A redneck was stopped by a game warden in
> Central Mississippi recently with two ice chests full of fish. He was
> leaving a cove well-known for its fishing.
>
> The game warden asked the man, 'Do you have a
> license to catch those fish?''Naw, sir', replied the redneck. 'I ain't
> got none of them there licenses. You must understand, these here are my
> pet fish.'
>
> 'Pet fish?'
>
> 'Yeah. Every night, I take these here fish down
> to the lake and let 'em swim 'round for awhile. Then, when I whistle,
> they jump right back into these here ice chests and I take 'em home.'
>
> 'That's a bunch of hooey! Fish can't do that.'
>
> The redneck looked at the warden for a moment
> and then said, 'It's the truth Mr. Government Man. I'll show ya.
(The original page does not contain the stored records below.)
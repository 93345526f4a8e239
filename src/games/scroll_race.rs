//! Scroll Race: steer a car up an endless road
//!
//! Normalized coordinates: x in [0, 1] across the road, y = 0 at the bottom
//! of the screen and 1 at the top. Everything on the road scrolls down by the
//! current speed each tick; the car stays at a fixed height.

use glam::Vec2;
use serde::{Deserialize, Serialize};

use super::{Game, GameEvent, GameKind, Hud};
use crate::platform::input::{Action, Pointer};
use crate::renderer::{DrawList, colors, shapes};
use crate::sim::{GameRng, HitStop, IdGen, Rect, RunPhase};

/// Logical pixel size used for drawing and pointer input
const VIEW: Vec2 = Vec2::new(500.0, 800.0);

/// Tuning values
#[derive(Debug, Clone, Serialize, Deserialize)]
pub struct RaceConfig {
    pub player_y: f32,
    pub player_width: f32,
    pub player_height: f32,
    /// Scroll per tick at the start of a run
    pub initial_speed: f32,
    pub max_speed: f32,
    /// Added to the speed every tick
    pub speed_increment: f32,
    /// One obstacle roll in N per tick
    pub obstacle_spawn_rate: f32,
    /// One coin roll in N per tick
    pub coin_spawn_rate: f32,
    pub coin_size: f32,
    pub spawn_y: f32,
    pub despawn_y: f32,
    /// Forgiveness shaved off each side of the car hitbox
    pub hitbox_inset: f32,
    pub steer_min: f32,
    pub steer_max: f32,
    /// Car movement per key press
    pub steer_step: f32,
    /// Car movement per logical pixel of drag
    pub drag_sensitivity: f32,
    pub crash_shake: f32,
    pub crash_freeze: f32,
    pub coin_freeze: f32,
    /// Vertical look-ahead for the danger meter
    pub danger_range: f32,
    pub danger_width: f32,
}

impl Default for RaceConfig {
    fn default() -> Self {
        Self {
            player_y: 0.2,
            player_width: 0.15,
            player_height: 0.1,
            initial_speed: 0.005,
            max_speed: 0.02,
            speed_increment: 0.000001,
            obstacle_spawn_rate: 60.0,
            coin_spawn_rate: 45.0,
            coin_size: 0.08,
            spawn_y: 1.2,
            despawn_y: -0.2,
            hitbox_inset: 0.02,
            steer_min: 0.1,
            steer_max: 0.9,
            steer_step: 0.05,
            drag_sensitivity: 1.0 / VIEW.x,
            crash_shake: 20.0,
            crash_freeze: 0.5,
            coin_freeze: 0.1,
            danger_range: 0.3,
            danger_width: 0.2,
        }
    }
}

#[derive(Debug, Clone, Copy, PartialEq, Eq, Serialize, Deserialize)]
pub enum ObstacleKind {
    Car,
    Cone,
    Barrier,
    Manhole,
    Oil,
    Crack,
}

impl ObstacleKind {
    pub const ALL: [ObstacleKind; 6] = [
        ObstacleKind::Car,
        ObstacleKind::Cone,
        ObstacleKind::Barrier,
        ObstacleKind::Manhole,
        ObstacleKind::Oil,
        ObstacleKind::Crack,
    ];

    pub fn width(&self) -> f32 {
        match self {
            ObstacleKind::Car | ObstacleKind::Barrier => 0.15,
            _ => 0.1,
        }
    }
}

#[derive(Debug, Clone, PartialEq, Serialize, Deserialize)]
pub struct Obstacle {
    pub id: u32,
    pub kind: ObstacleKind,
    /// Centre
    pub pos: Vec2,
    pub size: Vec2,
}

impl Obstacle {
    pub fn rect(&self) -> Rect {
        Rect::from_center(self.pos, self.size)
    }
}

#[derive(Debug, Clone, PartialEq, Serialize, Deserialize)]
pub struct Coin {
    pub id: u32,
    pub pos: Vec2,
    pub size: f32,
}

impl Coin {
    pub fn rect(&self) -> Rect {
        Rect::from_center(self.pos, Vec2::splat(self.size))
    }
}

/// Input commands for a single tick
#[derive(Debug, Clone, Default)]
pub struct TickInput {
    /// Horizontal car movement requested since the last tick
    pub steer: f32,
    /// Start or restart
    pub start: bool,
}

#[derive(Debug, Clone)]
pub struct RaceState {
    pub config: RaceConfig,
    pub phase: RunPhase,
    pub car_x: f32,
    pub speed: f32,
    pub distance: f32,
    pub coins: u32,
    pub best: u64,
    pub final_score: u64,
    pub obstacles: Vec<Obstacle>,
    pub coin_items: Vec<Coin>,
    /// Background scroll offset in [0, 100)
    pub scroll: f32,
    pub shake: f32,
    /// 0 when the road ahead is clear, 1 when something is about to hit
    pub danger: f32,
    pub hit_stop: HitStop,
    pub time_ticks: u64,
    pub events: Vec<GameEvent>,
    pub input: TickInput,
    drag_from: Option<f32>,
    rng: GameRng,
    ids: IdGen,
}
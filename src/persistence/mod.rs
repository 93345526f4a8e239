//! Save/load persistence
//!
//! Features:
//! - `KeyValueStore` seam: LocalStorage on the web, in-memory elsewhere
//! - Versioned JSON envelope around every stored value
//! - Typed `StorageError` for the one fallible boundary in the crate

pub mod store;

pub use store::{
    ENVELOPE_VERSION, Envelope, KeyValueStore, MemoryStore, StorageError, load_json, save_json,
};

#[cfg(target_arch = "wasm32")]
pub use store::LocalStore;

/// Storage for the current platform
#[cfg(target_arch = "wasm32")]
pub fn default_store() -> Box<dyn KeyValueStore> {
    match LocalStore::open() {
        Ok(store) => Box::new(store),
        Err(e) => {
            log::warn!("LocalStorage unavailable ({}), scores will not persist", e);
            Box::new(MemoryStore::default())
        }
    }
}

/// Storage for the current platform
#[cfg(not(target_arch = "wasm32"))]
pub fn default_store() -> Box<dyn KeyValueStore> {
    Box::new(MemoryStore::default())
}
It
> really works.'
>
> 'O. K.', said the warden. 'I've got to see
> this!'
>
> The redneck poured the fish into the lake and
> stood and waited.
>
> After several minutes, the warden says, 'Well?'
>
> 'Well, what?', says the redneck.
>
> The warden says, 'When are you going to call
> them back?'
>
> 'Call who back?'
>
> 'The FISH'!, replied the warden.
>
> 'What fish?', replied the redneck.
> ...
>
> Moral of the story: We may not be as smart as
> some city slickers, but we ain't as dumb as some government employees.
>
> You can say what you want about the South, but
> you never hear of anyone retiring and moving north.